Los soldados de la muralla, al oír el sonido del cuerno habían dado la alarma, y los vigías habían divisado pronto en el horizonte la maquinaria de guerra alsiria, que avanzaba tortuosa pero inexorablemente por el bosque. Se trataba de armas de asedio capaces de destruir la enorme puerta en cuestión de minutos. Uno de los capitanes entendió la situación rápidamente: Si el enemigo hubiera tardado mas tiempo en mostrarse, seguramente la Gran Puerta habría caído y habría sido el fin del reino. Pero en cambio tenían aún tiempo de frenarla si actuaban con rapidez... El capitán repartió órdenes entre sus soldados y montó a caballo, con rumbo a Fisgael.
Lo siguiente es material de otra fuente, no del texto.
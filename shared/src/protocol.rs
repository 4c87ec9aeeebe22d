//! Line-oriented text protocol spoken between the server and its clients.
//!
//! Every message is one ASCII line terminated by `\n`:
//!
//! - Handshake (server to client, once): `id:<id>,<x>,<y>`
//! - Input (client to server, periodic): `<dx>,<dy>,<fire>` with `dx`/`dy` in
//!   `-1..=1` and `fire` in `0..=1`
//! - Snapshot (server to client, periodic): `<id>,<x>,<y>` repeated once per
//!   connected player, all groups joined by commas
//!
//! Encoding is infallible and deterministic. Decoding accepts a line with or
//! without its terminator and tolerates a trailing `\r`. Readers cap each
//! line with [`read_line_limited`], so a peer that never sends `\n` cannot
//! grow a buffer without bound.

use std::io;
use thiserror::Error;
use tokio::io::{AsyncBufRead, AsyncBufReadExt, AsyncReadExt};

pub type PlayerId = u32;

/// Longest input line the server reads, terminator included.
pub const MAX_INPUT_LINE: usize = 64;
/// Longest handshake or snapshot line a client reads, terminator included.
/// Fits well over a thousand players.
pub const MAX_SERVER_LINE: usize = 64 * 1024;

const HANDSHAKE_PREFIX: &str = "id:";
const GROUP_FIELDS: usize = 3;

#[derive(Debug, Clone, PartialEq, Eq, Error)]
pub enum ProtocolError {
    #[error("empty line")]
    Empty,
    #[error("expected {expected} fields, found {found}")]
    FieldCount { expected: usize, found: usize },
    #[error("snapshot has {found} fields, not a multiple of 3")]
    IncompleteGroup { found: usize },
    #[error("field {index} is empty")]
    EmptyField { index: usize },
    #[error("field {index} is not a valid number: {value:?}")]
    InvalidNumber { index: usize, value: String },
    #[error("field {index} is out of range: {value}")]
    OutOfRange { index: usize, value: i64 },
    #[error("handshake is missing the `id:` prefix")]
    MissingPrefix,
    #[error("{0} received out of sequence")]
    OutOfSequence(&'static str),
    #[error("line exceeds {limit} bytes")]
    LineTooLong { limit: usize },
}

/// Failure reading one line off a stream.
#[derive(Debug, Error)]
pub enum LineError {
    #[error(transparent)]
    Io(#[from] io::Error),
    #[error(transparent)]
    Protocol(#[from] ProtocolError),
}

/// Id and authoritative spawn position assigned to a freshly connected client.
#[derive(Debug, Clone, Copy, PartialEq)]
pub struct Handshake {
    pub id: PlayerId,
    pub x: f32,
    pub y: f32,
}

impl Handshake {
    pub fn encode(&self) -> String {
        format!("{HANDSHAKE_PREFIX}{},{},{}\n", self.id, self.x, self.y)
    }

    pub fn decode(line: &str) -> Result<Self, ProtocolError> {
        let body = strip_terminator(line);
        if body.is_empty() {
            return Err(ProtocolError::Empty);
        }
        let body = body
            .strip_prefix(HANDSHAKE_PREFIX)
            .ok_or(ProtocolError::MissingPrefix)?;

        let fields = split_fields(body, Some(GROUP_FIELDS))?;
        Ok(Self {
            id: parse_id(fields[0], 0)?,
            x: parse_coordinate(fields[1], 1)?,
            y: parse_coordinate(fields[2], 2)?,
        })
    }
}

/// Directional intent sent by a client while keys are held.
///
/// The deltas are accelerations to apply, not absolute velocities.
#[derive(Debug, Clone, Copy, Default, PartialEq, Eq)]
pub struct InputMessage {
    pub dx: i8,
    pub dy: i8,
    pub fire: bool,
}

impl InputMessage {
    pub fn encode(&self) -> String {
        format!("{},{},{}\n", self.dx, self.dy, u8::from(self.fire))
    }

    pub fn decode(line: &str) -> Result<Self, ProtocolError> {
        let body = strip_terminator(line);
        if body.is_empty() {
            return Err(ProtocolError::Empty);
        }

        let fields = split_fields(body, Some(GROUP_FIELDS))?;
        let dx = parse_bounded(fields[0], 0, -1, 1)?;
        let dy = parse_bounded(fields[1], 1, -1, 1)?;
        let fire = parse_bounded(fields[2], 2, 0, 1)?;

        Ok(Self {
            dx,
            dy,
            fire: fire == 1,
        })
    }
}

/// One player's entry in a snapshot.
#[derive(Debug, Clone, Copy, PartialEq)]
pub struct PlayerPosition {
    pub id: PlayerId,
    pub x: f32,
    pub y: f32,
}

pub fn encode_snapshot(players: &[PlayerPosition]) -> String {
    let body = players
        .iter()
        .map(|p| format!("{},{},{}", p.id, p.x, p.y))
        .collect::<Vec<_>>()
        .join(",");
    format!("{body}\n")
}

/// Decodes a snapshot line. A blank line is a snapshot of zero players.
pub fn decode_snapshot(line: &str) -> Result<Vec<PlayerPosition>, ProtocolError> {
    let body = strip_terminator(line);
    if body.is_empty() {
        return Ok(Vec::new());
    }

    let fields = split_fields(body, None)?;
    if fields.len() % GROUP_FIELDS != 0 {
        return Err(ProtocolError::IncompleteGroup {
            found: fields.len(),
        });
    }

    fields
        .chunks(GROUP_FIELDS)
        .enumerate()
        .map(|(group, chunk)| {
            let base = group * GROUP_FIELDS;
            Ok(PlayerPosition {
                id: parse_id(chunk[0], base)?,
                x: parse_coordinate(chunk[1], base + 1)?,
                y: parse_coordinate(chunk[2], base + 2)?,
            })
        })
        .collect()
}

/// Anything a client can receive from the server.
#[derive(Debug, Clone, PartialEq)]
pub enum ServerMessage {
    Handshake(Handshake),
    Snapshot(Vec<PlayerPosition>),
}

impl ServerMessage {
    pub fn decode(line: &str) -> Result<Self, ProtocolError> {
        if strip_terminator(line).starts_with(HANDSHAKE_PREFIX) {
            Handshake::decode(line).map(ServerMessage::Handshake)
        } else {
            decode_snapshot(line).map(ServerMessage::Snapshot)
        }
    }

    pub fn encode(&self) -> String {
        match self {
            ServerMessage::Handshake(handshake) => handshake.encode(),
            ServerMessage::Snapshot(players) => encode_snapshot(players),
        }
    }
}

/// Appends one line of at most `limit` bytes to `line` and returns the byte
/// count, zero at EOF. A line that reaches `limit` without its terminator is
/// [`ProtocolError::LineTooLong`].
pub async fn read_line_limited<R: AsyncBufRead + Unpin>(
    reader: &mut R,
    line: &mut String,
    limit: usize,
) -> Result<usize, LineError> {
    let read = (&mut *reader).take(limit as u64).read_line(line).await?;
    if read == limit && !line.ends_with('\n') {
        return Err(ProtocolError::LineTooLong { limit }.into());
    }
    Ok(read)
}

fn strip_terminator(line: &str) -> &str {
    let line = line.strip_suffix('\n').unwrap_or(line);
    line.strip_suffix('\r').unwrap_or(line)
}

fn split_fields(body: &str, expected: Option<usize>) -> Result<Vec<&str>, ProtocolError> {
    let fields: Vec<&str> = body.split(',').map(str::trim).collect();

    if let Some(expected) = expected {
        if fields.len() != expected {
            return Err(ProtocolError::FieldCount {
                expected,
                found: fields.len(),
            });
        }
    }

    if let Some(index) = fields.iter().position(|f| f.is_empty()) {
        return Err(ProtocolError::EmptyField { index });
    }

    Ok(fields)
}

fn invalid(field: &str, index: usize) -> ProtocolError {
    ProtocolError::InvalidNumber {
        index,
        value: field.to_string(),
    }
}

fn parse_id(field: &str, index: usize) -> Result<PlayerId, ProtocolError> {
    field.parse().map_err(|_| invalid(field, index))
}

fn parse_coordinate(field: &str, index: usize) -> Result<f32, ProtocolError> {
    match field.parse::<f32>() {
        Ok(value) if value.is_finite() => Ok(value),
        _ => Err(invalid(field, index)),
    }
}

fn parse_bounded(field: &str, index: usize, min: i8, max: i8) -> Result<i8, ProtocolError> {
    let value: i64 = field.parse().map_err(|_| invalid(field, index))?;
    match i8::try_from(value) {
        Ok(v) if (min..=max).contains(&v) => Ok(v),
        _ => Err(ProtocolError::OutOfRange { index, value }),
    }
}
Fenir Ala de Fénix vió llegar a caballo a un mensajero, agitado y pálido. Bajó rápidamente las escaleras y notó que llevaba las insignias de un capitán. El hombre no podía articular palabra, pero no hacía falta, el general podía leer el miedo en sus ojos.
El reino entero se levantó en armas esa noche, al ritmo danzante de las lenguas de fuego que lamían las aldeas, bajo las maldiciones enemigas y la luna que contemplaba, distante, brillante, y fría, el dantesco espectáculo.
Ellëne veía en el horizonte el resplandor rojizo del incendio que devoraba a Syrtis y el peso cíclico de la historia que se repetía la abrumaba, marcaba por primera vez en su hermoso rostro las arrugas de la vejez. Así la vió Seirus en aquellos momentos: la mirada perdida y la voz lenta repitiendo un arrullo triste que no sabía por qué, pero le recordaba mucho a su niñez. En el cielo se oían tanto las voces del combate encarnizado como el estruendo de los truenos, que anunciaban la pronta lluvia. Ellëne había tomado a las dos criaturas en sus brazos, e intentaba lograr que se durmieran una vez más sin éxito. De pronto, en el marco de la puerta, se dibujó una figura a contraluz de los fuegos de la noche: Ellëne supo aún antes de verlo, que era su peor temor hecho realidad: Urruk, el capitán de la guardia ignita, había vuelto.